That could be the reason he goes to the gym so often.


----------



## Mr The Other (Feb 1, 2014)

aine said:


> I am in my 50s and have learnt that if you do not put yourself first noone else will. In a marriage there is no point in always being the one giving, if your husband's love language is not gifts of service, it is falling on deaf ears. You are not being honest with yourself, what is actually bothering you?
> Write it all down. You explode at him for what might seem a simple request but that explosion is driven by resentment, what are you resenting?
> 
> Read His Needs/Her needs to get some insight.


It sounds like you both find the other selfish and he think you are looking for things to complain about.

Ideally, you would both be on the same team trying your best. I think you both feel you are trying your best but are on your own. 

He might be going to the gym to have some peace before going back and having to work again at being married. You feel like he is not putting in the effort.

”You ask me all the time for stuff. I help I am there you need help with homework I help you need me to pick you up because of a car wreck I am there. I ask for one small 10-minute favor and you can’t do”
A few things in that. 
Firstly, he takes for granted that you lead with the housework and he is helping with it. If you do not work that is fair enough, but selfish if you both work. 
Secondly, it is a tone of resignation and defeat, that there is no pleasing you. I think there are women who think that they have to complain constantly to make the relationship work, and that it is actually an undervalued contribution. They are the ones who say "if I did not complain, nothing would get done", and that can be poison.

"I want to ask all husbands out there, why didn't you remember about what wives want from you and why you do not show her that you want her as a wife, all you do is watching TV, play video games, read. I appreciate that you help with the house chores, kids, and cooking sometimes but what about being a passionate husband? What about giving wife time as a lover?"
The husband is having a pretty horrible life. Normally, there are the men that hang around working in the office at the end of the day because they cannot face going home.
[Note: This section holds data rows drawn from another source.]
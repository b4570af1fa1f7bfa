// marketplace/src/errors.rs

use actix_web::http::StatusCode;
use actix_web::{HttpResponse, ResponseError};
use serde::Serialize;
use serde_json::json;
use stallflow::FlowError;
use thiserror::Error;

/// Stable machine-readable codes for user-correctable checkout rejections.
#[derive(Debug, Clone, Copy, PartialEq, Eq, Serialize)]
#[serde(rename_all = "SCREAMING_SNAKE_CASE")]
pub enum ErrorCode {
  OutOfStock,
  InsufficientStock,
  CutoffPassed,
  BelowMinimum,
  InvalidCart,
  ListingUnavailable,
  OfferingInactive,
  OfferingFull,
  NoPickupLocation,
  InvalidTip,
}

impl ErrorCode {
  pub fn as_str(self) -> &'static str {
    match self {
      ErrorCode::OutOfStock => "OUT_OF_STOCK",
      ErrorCode::InsufficientStock => "INSUFFICIENT_STOCK",
      ErrorCode::CutoffPassed => "CUTOFF_PASSED",
      ErrorCode::BelowMinimum => "BELOW_MINIMUM",
      ErrorCode::InvalidCart => "INVALID_CART",
      ErrorCode::ListingUnavailable => "LISTING_UNAVAILABLE",
      ErrorCode::OfferingInactive => "OFFERING_INACTIVE",
      ErrorCode::OfferingFull => "OFFERING_FULL",
      ErrorCode::NoPickupLocation => "NO_PICKUP_LOCATION",
      ErrorCode::InvalidTip => "INVALID_TIP",
    }
  }

  fn status(self) -> StatusCode {
    match self {
      ErrorCode::OutOfStock | ErrorCode::InsufficientStock | ErrorCode::OfferingFull => StatusCode::CONFLICT,
      _ => StatusCode::BAD_REQUEST,
    }
  }
}

impl std::fmt::Display for ErrorCode {
  fn fmt(&self, f: &mut std::fmt::Formatter<'_>) -> std::fmt::Result {
    f.write_str(self.as_str())
  }
}

#[derive(Debug, Clone, PartialEq, Eq)]
pub struct Rejection {
  pub code: ErrorCode,
  pub message: String,
  /// Only set for `BELOW_MINIMUM`.
  pub shortfall_cents: Option<i64>,
}

impl Rejection {
  pub fn new(code: ErrorCode, message: impl Into<String>) -> Self {
    Self {
      code,
      message: message.into(),
      shortfall_cents: None,
    }
  }

  pub fn below_minimum(minimum_cents: i64, subtotal_cents: i64) -> Self {
    let shortfall = minimum_cents - subtotal_cents;
    Self {
      code: ErrorCode::BelowMinimum,
      message: format!(
        "Minimum order is ${:.2}. Add ${:.2} more to check out.",
        minimum_cents as f64 / 100.0,
        shortfall as f64 / 100.0
      ),
      shortfall_cents: Some(shortfall),
    }
  }
}

impl std::fmt::Display for Rejection {
  fn fmt(&self, f: &mut std::fmt::Formatter<'_>) -> std::fmt::Result {
    write!(f, "{}: {}", self.code, self.message)
  }
}

#[derive(Debug, Error)]
pub enum AppError {
  #[error("Checkout rejected: {0}")]
  Rejected(Rejection),

  #[error("Validation Error: {0}")]
  Validation(String),

  #[error("Authentication Failed: {0}")]
  Auth(String),

  #[error("Forbidden: {0}")]
  Forbidden(String),

  #[error("Resource Not Found: {0}")]
  NotFound(String),

  #[error("Conflict: {0}")]
  Conflict(String),

  #[error("Payment Gateway Error: {0}")]
  Gateway(String),

  #[error("Webhook Signature Rejected: {0}")]
  Signature(String),

  #[error("Configuration Error: {0}")]
  Config(String),

  #[error("Database Error: {0}")]
  Sqlx(#[from] sqlx::Error),

  #[error("Workflow Error: {source}")]
  Workflow {
    #[from]
    source: FlowError,
  },

  #[error("Internal Server Error: {0}")]
  Internal(String),
}

impl AppError {
  pub fn rejected(code: ErrorCode, message: impl Into<String>) -> Self {
    AppError::Rejected(Rejection::new(code, message))
  }

  /// The rejection code, if this is a user-correctable checkout failure.
  pub fn code(&self) -> Option<ErrorCode> {
    match self {
      AppError::Rejected(r) => Some(r.code),
      _ => None,
    }
  }
}

impl From<anyhow::Error> for AppError {
  fn from(err: anyhow::Error) -> Self {
    match err.downcast::<sqlx::Error>() {
      Ok(db_err) => AppError::Sqlx(db_err),
      Err(other) => AppError::Internal(other.to_string()),
    }
  }
}

impl From<serde_json::Error> for AppError {
  fn from(err: serde_json::Error) -> Self {
    AppError::Validation(format!("Malformed JSON: {}", err))
  }
}

impl ResponseError for AppError {
  fn status_code(&self) -> StatusCode {
    match self {
      AppError::Rejected(r) => r.code.status(),
      AppError::Validation(_) | AppError::Signature(_) => StatusCode::BAD_REQUEST,
      AppError::Auth(_) => StatusCode::UNAUTHORIZED,
      AppError::Forbidden(_) => StatusCode::FORBIDDEN,
      AppError::NotFound(_) => StatusCode::NOT_FOUND,
      AppError::Conflict(_) => StatusCode::CONFLICT,
      AppError::Gateway(_) => StatusCode::BAD_GATEWAY,
      AppError::Config(_) | AppError::Sqlx(_) | AppError::Workflow { .. } | AppError::Internal(_) => {
        StatusCode::INTERNAL_SERVER_ERROR
      }
    }
  }

  fn error_response(&self) -> HttpResponse {
    let status = self.status_code();
    if status.is_server_error() {
      tracing::error!(application_error = %self, "Responding with error");
    } else {
      tracing::info!(application_error = %self, "Responding with client error");
    }
    let body = match self {
      AppError::Rejected(r) => match r.shortfall_cents {
        Some(shortfall) => json!({"error": r.message, "code": r.code, "shortfallCents": shortfall}),
        None => json!({"error": r.message, "code": r.code}),
      },
      AppError::Validation(m)
      | AppError::Auth(m)
      | AppError::Forbidden(m)
      | AppError::NotFound(m)
      | AppError::Conflict(m)
      | AppError::Signature(m) => json!({"error": m}),
      AppError::Gateway(_) => json!({"error": "Payment provider unavailable. Please try again."}),
      AppError::Sqlx(_) => json!({"error": "Database operation failed"}),
      AppError::Workflow { source } => {
        tracing::error!(flow_error_source = ?source, "Workflow error details");
        json!({"error": "Workflow processing error"})
      }
      AppError::Config(_) | AppError::Internal(_) => json!({"error": "An internal error occurred"}),
    };
    HttpResponse::build(status).json(body)
  }
}

pub type Result<T, E = AppError> = std::result::Result<T, E>;

#[cfg(test)]
mod tests {
  use super::*;

  #[test]
  fn stock_rejections_are_conflicts() {
    let err = AppError::rejected(ErrorCode::InsufficientStock, "only 1 left");
    assert_eq!(err.status_code(), StatusCode::CONFLICT);
    assert_eq!(err.code(), Some(ErrorCode::InsufficientStock));
  }

  #[test]
  fn below_minimum_carries_shortfall() {
    let r = Rejection::below_minimum(1000, 650);
    assert_eq!(r.shortfall_cents, Some(350));
    let err = AppError::Rejected(r);
    assert_eq!(err.status_code(), StatusCode::BAD_REQUEST);
  }

  #[test]
  fn codes_serialize_screaming() {
    assert_eq!(serde_json::to_string(&ErrorCode::CutoffPassed).unwrap(), "\"CUTOFF_PASSED\"");
    assert_eq!(ErrorCode::NoPickupLocation.as_str(), "NO_PICKUP_LOCATION");
  }
}
// marketplace/src/models/cart.rs

use chrono::NaiveDate;
use serde::{Deserialize, Serialize};
use uuid::Uuid;

use super::order::Vertical;

#[derive(Debug, Clone, PartialEq, Eq, Serialize, Deserialize)]
#[serde(rename_all = "camelCase")]
pub struct CartItemInput {
  pub listing_id: Uuid,
  pub quantity: i32,
  #[serde(default)]
  pub market_id: Option<Uuid>,
  #[serde(default)]
  pub schedule_id: Option<Uuid>,
  #[serde(default)]
  pub pickup_date: Option<NaiveDate>,
}

#[derive(Debug, Clone, PartialEq, Eq, Serialize, Deserialize)]
#[serde(rename_all = "camelCase")]
pub struct MarketBoxItemInput {
  pub offering_id: Uuid,
  /// 4 or 8.
  pub term_weeks: i32,
  #[serde(default)]
  pub start_date: Option<NaiveDate>,
}

#[derive(Debug, Clone, PartialEq, Serialize, Deserialize)]
#[serde(rename_all = "camelCase")]
pub struct CheckoutRequest {
  #[serde(default)]
  pub items: Vec<CartItemInput>,
  #[serde(default)]
  pub market_box_items: Vec<MarketBoxItemInput>,
  pub vertical: Vertical,
  #[serde(default)]
  pub tip_amount_cents: Option<i64>,
  #[serde(default)]
  pub tip_percentage: Option<f64>,
}

/// A market-box line as it travels in payment-session metadata. Subscriptions
/// are created from these only after payment succeeds.
#[derive(Debug, Clone, PartialEq, Eq, Serialize, Deserialize)]
pub struct SessionBoxItem {
  pub offering_id: Uuid,
  pub term_weeks: i32,
  pub start_date: NaiveDate,
  /// Box price plus its buyer-fee share.
  pub amount_cents: i64,
}
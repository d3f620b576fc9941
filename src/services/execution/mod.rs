//! Execution Engine
//!
//! Window aggregation, bottleneck diagnosis and execution statistics.
//! Everything here is a pure function over in-memory collections.

pub mod aggregation;
pub mod diagnosis;
pub mod stats;

pub use aggregation::aggregate_period;
pub use diagnosis::diagnose_bottleneck;
pub use stats::{
    compute_consistency_score, compute_execution_stats, compute_revenue_per_directive,
    compute_streak, compute_weekly_completion_pct,
};
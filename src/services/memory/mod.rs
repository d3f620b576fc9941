//! Workspace Memory System
//!
//! Persistent cross-session memory for business context: short tagged
//! chunks, an append-only event log, and the retrieval layer that turns
//! both into advisor prompt context.
//!
//! ## Module Structure
//!
//! - `store` — `MemoryService` with capped, mutex-serialized writes
//! - `tagger` — keyword tag inference and the admission filter
//! - `retrieval` — relevance scoring and top-k selection
//! - `bridge` — app activity to memory/event request generators
//! - `formatting` — prompt context block rendering

pub mod bridge;
pub mod formatting;
pub mod retrieval;
pub mod store;
pub mod tagger;

pub use bridge::{
    bottleneck_changed_event, directive_completed_event, extract_advisor_memories,
    generate_asset_memory, generate_bottleneck_change_memory,
    generate_directive_completion_memory, generate_metric_memory, generate_project_update_memory,
    metric_logged_event,
};
pub use formatting::format_memory_for_prompt;
pub use retrieval::{retrieve_relevant_memory, score_relevance, RetrievalConfig};
pub use store::{MemoryCaps, MemoryService};
pub use tagger::{infer_tags, should_write_memory};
That is what we are seeing here. Your response is to get angry. Then wonder why there is no sex, you are cutting his balls off and complaining he is a eunuch.

He might well be at fault, but he certainly seems alienated.


----------



## Rooster2015 (Jun 12, 2015)

You both have a young daughter. And you would be willing to walk away from her? How do you think she would feel? Personally that alone means you should go to marriage counselling and try to fix this.


----------



## Livvie (Jan 20, 2014)

Rooster2015 said:


> You both have a young daughter. And you would be willing to walk away from her? How do you think she would feel? Personally that alone means you should go to marriage counselling and try to fix this.


I'm confused. Getting divorced isn't walking away from your child.


----------



## jlg07 (Feb 24, 2017)

Itiyou34 said:


> My husband asked me to drop him off, but I didn't and I was exploded about why t f you have to go gym 7 days a week? Can't you just take a rest one day, then he kept asking me to drop him off? I said no!


So for THIS, I think you were wrong -- why couldn't you have dropped him off? Exploding about him going to the gym seems to be overkill, especially if you know he goes to the gym every day.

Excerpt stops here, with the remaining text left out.